◆ Task objective
Transcribe the data below verbatim from the line with "filename crates/heist-physics/src/lib.rs" to the line with "pub mod rapier;". Include both of those lines.
*** Opening Supplied data ***
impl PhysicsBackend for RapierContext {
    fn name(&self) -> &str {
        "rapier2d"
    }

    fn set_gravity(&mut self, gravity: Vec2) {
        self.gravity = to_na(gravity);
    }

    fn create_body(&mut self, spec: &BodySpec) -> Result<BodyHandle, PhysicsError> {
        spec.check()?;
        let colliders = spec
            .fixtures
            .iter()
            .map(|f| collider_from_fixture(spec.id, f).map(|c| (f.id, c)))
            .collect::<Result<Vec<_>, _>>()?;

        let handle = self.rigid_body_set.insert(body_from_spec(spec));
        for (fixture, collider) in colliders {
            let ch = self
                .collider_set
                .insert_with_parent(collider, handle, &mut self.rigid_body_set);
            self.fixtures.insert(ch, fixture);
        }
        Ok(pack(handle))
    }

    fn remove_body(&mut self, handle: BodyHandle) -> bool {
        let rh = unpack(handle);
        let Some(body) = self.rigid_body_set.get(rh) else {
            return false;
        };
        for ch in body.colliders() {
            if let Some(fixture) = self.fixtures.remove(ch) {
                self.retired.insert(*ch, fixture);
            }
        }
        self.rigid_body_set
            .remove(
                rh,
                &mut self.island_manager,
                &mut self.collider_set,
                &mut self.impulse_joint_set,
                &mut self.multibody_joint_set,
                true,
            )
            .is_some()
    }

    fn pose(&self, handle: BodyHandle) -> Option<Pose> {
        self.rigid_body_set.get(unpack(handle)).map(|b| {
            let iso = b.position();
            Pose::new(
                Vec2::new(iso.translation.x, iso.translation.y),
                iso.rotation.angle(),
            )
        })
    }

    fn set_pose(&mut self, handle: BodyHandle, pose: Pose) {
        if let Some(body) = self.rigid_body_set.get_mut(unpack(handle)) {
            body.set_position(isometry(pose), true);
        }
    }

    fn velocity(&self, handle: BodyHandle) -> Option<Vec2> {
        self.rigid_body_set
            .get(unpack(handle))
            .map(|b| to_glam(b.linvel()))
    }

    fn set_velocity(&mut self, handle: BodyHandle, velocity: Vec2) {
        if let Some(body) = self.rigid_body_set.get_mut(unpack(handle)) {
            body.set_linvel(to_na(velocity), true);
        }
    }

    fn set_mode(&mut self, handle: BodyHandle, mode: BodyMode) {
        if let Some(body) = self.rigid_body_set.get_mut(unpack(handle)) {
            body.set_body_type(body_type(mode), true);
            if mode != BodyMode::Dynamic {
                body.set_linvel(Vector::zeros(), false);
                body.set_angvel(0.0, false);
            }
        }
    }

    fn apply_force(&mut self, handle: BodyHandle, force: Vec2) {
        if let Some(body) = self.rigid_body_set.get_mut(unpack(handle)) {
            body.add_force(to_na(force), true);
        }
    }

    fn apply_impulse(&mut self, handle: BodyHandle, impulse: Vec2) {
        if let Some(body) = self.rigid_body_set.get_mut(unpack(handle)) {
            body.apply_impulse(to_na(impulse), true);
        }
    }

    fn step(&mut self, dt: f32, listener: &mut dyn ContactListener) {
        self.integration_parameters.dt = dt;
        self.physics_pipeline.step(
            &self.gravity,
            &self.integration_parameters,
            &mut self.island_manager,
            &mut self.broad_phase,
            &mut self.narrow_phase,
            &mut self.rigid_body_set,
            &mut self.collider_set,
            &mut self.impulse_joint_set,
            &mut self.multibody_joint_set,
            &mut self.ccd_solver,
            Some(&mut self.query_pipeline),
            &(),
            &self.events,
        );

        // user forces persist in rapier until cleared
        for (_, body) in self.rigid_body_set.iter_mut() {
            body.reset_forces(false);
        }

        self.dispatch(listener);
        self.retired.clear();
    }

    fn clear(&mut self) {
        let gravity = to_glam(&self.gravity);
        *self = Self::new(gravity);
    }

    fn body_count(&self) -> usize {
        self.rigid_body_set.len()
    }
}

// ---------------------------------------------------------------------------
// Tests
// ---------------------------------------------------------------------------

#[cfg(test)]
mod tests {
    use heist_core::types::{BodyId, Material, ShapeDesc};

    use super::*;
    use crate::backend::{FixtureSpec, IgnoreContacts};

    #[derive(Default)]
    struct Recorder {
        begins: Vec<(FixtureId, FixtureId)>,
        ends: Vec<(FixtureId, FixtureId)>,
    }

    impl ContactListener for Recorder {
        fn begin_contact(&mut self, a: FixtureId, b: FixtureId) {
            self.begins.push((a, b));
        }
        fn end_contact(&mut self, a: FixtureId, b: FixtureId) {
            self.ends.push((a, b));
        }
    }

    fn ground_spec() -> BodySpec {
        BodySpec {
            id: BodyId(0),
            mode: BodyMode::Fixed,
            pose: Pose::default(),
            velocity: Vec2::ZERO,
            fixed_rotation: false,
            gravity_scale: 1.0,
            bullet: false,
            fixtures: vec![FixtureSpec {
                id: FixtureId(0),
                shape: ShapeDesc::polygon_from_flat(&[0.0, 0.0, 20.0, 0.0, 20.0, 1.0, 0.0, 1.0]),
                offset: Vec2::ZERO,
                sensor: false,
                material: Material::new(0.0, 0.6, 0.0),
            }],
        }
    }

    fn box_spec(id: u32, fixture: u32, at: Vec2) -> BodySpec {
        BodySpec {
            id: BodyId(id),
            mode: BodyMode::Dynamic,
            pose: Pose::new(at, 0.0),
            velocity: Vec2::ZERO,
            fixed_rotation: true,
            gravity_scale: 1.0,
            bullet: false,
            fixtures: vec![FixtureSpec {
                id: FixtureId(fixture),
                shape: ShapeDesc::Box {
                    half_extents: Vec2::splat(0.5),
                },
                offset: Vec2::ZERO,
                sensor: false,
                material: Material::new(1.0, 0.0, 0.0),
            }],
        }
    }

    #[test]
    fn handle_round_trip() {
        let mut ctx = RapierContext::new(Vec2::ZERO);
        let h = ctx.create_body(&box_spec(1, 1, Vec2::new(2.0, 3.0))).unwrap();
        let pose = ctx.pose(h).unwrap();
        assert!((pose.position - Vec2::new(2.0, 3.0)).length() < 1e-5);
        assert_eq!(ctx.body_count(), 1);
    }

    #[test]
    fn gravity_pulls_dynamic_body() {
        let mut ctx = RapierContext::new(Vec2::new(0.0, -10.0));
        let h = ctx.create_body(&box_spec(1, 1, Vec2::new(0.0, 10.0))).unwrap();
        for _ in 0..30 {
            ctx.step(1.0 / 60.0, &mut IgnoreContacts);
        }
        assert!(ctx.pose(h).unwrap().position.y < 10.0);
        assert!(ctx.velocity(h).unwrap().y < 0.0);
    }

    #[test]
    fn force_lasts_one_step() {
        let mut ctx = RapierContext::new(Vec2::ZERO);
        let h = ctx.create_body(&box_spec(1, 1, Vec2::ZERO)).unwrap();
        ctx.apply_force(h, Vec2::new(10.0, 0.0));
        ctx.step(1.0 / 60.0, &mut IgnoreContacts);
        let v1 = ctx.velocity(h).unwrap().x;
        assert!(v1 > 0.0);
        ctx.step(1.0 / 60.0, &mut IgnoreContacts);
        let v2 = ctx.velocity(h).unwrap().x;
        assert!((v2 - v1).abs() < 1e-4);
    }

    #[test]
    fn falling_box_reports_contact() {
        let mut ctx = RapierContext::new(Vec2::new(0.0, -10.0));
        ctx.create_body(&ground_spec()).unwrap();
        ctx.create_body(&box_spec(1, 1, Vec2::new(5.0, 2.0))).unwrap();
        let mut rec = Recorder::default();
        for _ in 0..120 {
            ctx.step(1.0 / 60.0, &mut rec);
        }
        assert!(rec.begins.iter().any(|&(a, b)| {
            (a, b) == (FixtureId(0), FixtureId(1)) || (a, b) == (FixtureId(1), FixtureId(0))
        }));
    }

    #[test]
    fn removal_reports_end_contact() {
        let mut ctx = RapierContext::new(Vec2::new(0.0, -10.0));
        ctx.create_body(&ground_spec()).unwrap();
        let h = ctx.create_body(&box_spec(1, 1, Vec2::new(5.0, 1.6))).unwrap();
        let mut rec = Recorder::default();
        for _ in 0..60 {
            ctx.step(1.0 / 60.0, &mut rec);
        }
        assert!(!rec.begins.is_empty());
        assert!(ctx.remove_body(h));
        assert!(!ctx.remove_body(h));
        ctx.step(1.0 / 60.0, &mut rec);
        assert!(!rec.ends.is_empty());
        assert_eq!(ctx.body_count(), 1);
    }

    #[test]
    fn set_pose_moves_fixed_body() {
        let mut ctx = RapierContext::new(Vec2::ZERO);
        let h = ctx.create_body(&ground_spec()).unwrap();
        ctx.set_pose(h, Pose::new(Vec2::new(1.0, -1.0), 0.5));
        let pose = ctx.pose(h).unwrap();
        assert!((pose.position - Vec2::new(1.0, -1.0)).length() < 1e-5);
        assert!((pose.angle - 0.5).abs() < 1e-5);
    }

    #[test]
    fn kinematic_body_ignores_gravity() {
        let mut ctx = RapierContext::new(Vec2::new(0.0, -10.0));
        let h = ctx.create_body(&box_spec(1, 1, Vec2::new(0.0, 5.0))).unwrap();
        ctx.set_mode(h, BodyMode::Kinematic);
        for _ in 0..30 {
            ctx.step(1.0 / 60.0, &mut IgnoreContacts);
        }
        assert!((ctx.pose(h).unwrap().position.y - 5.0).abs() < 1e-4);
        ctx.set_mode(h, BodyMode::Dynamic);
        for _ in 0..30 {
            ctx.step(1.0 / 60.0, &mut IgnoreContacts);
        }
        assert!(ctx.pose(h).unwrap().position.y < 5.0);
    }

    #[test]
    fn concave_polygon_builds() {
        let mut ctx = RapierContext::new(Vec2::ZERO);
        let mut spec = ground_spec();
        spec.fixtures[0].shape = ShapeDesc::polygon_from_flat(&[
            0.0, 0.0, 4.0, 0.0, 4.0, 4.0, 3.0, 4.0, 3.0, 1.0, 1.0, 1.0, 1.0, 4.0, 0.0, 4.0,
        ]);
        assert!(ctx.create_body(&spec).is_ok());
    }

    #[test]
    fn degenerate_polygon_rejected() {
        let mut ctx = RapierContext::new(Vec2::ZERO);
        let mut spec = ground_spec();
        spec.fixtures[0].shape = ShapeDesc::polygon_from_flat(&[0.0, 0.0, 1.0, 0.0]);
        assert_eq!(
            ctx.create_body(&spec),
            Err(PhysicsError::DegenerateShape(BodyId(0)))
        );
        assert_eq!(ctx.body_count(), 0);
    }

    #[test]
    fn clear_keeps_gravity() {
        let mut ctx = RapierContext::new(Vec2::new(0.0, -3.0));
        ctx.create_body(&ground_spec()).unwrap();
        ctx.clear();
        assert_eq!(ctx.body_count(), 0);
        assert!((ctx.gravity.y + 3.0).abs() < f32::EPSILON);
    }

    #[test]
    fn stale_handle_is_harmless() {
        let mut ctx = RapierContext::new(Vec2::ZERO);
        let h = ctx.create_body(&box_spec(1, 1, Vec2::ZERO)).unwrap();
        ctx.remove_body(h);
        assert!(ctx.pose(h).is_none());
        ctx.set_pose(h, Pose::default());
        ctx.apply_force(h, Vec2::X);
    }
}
*** Closing Supplied data ***
*** Opening Supplied data ***
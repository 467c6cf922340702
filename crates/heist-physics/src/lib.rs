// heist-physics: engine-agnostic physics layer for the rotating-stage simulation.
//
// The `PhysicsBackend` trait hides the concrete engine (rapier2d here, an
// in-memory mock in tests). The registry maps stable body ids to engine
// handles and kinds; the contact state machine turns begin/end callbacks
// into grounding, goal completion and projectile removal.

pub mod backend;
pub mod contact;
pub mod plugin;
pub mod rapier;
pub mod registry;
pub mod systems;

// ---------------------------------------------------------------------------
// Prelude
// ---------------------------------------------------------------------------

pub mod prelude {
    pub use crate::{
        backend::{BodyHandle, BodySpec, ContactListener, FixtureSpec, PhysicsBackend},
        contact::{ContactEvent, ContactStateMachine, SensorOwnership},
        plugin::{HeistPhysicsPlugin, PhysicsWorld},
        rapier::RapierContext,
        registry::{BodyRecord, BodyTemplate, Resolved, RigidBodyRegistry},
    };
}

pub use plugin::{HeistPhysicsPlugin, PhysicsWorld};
*** Closing Supplied data ***
◆ Solution for this problem
filename crates/heist-physics/src/lib.rs
// heist-physics: engine-agnostic physics layer for the rotating-stage simulation.
//
// The `PhysicsBackend` trait hides the concrete engine (rapier2d here, an
// in-memory mock in tests). The registry maps stable body ids to engine
// handles and kinds; the contact state machine turns begin/end callbacks
// into grounding, goal completion and projectile removal.

pub mod backend;
pub mod contact;
pub mod plugin;
pub mod rapier;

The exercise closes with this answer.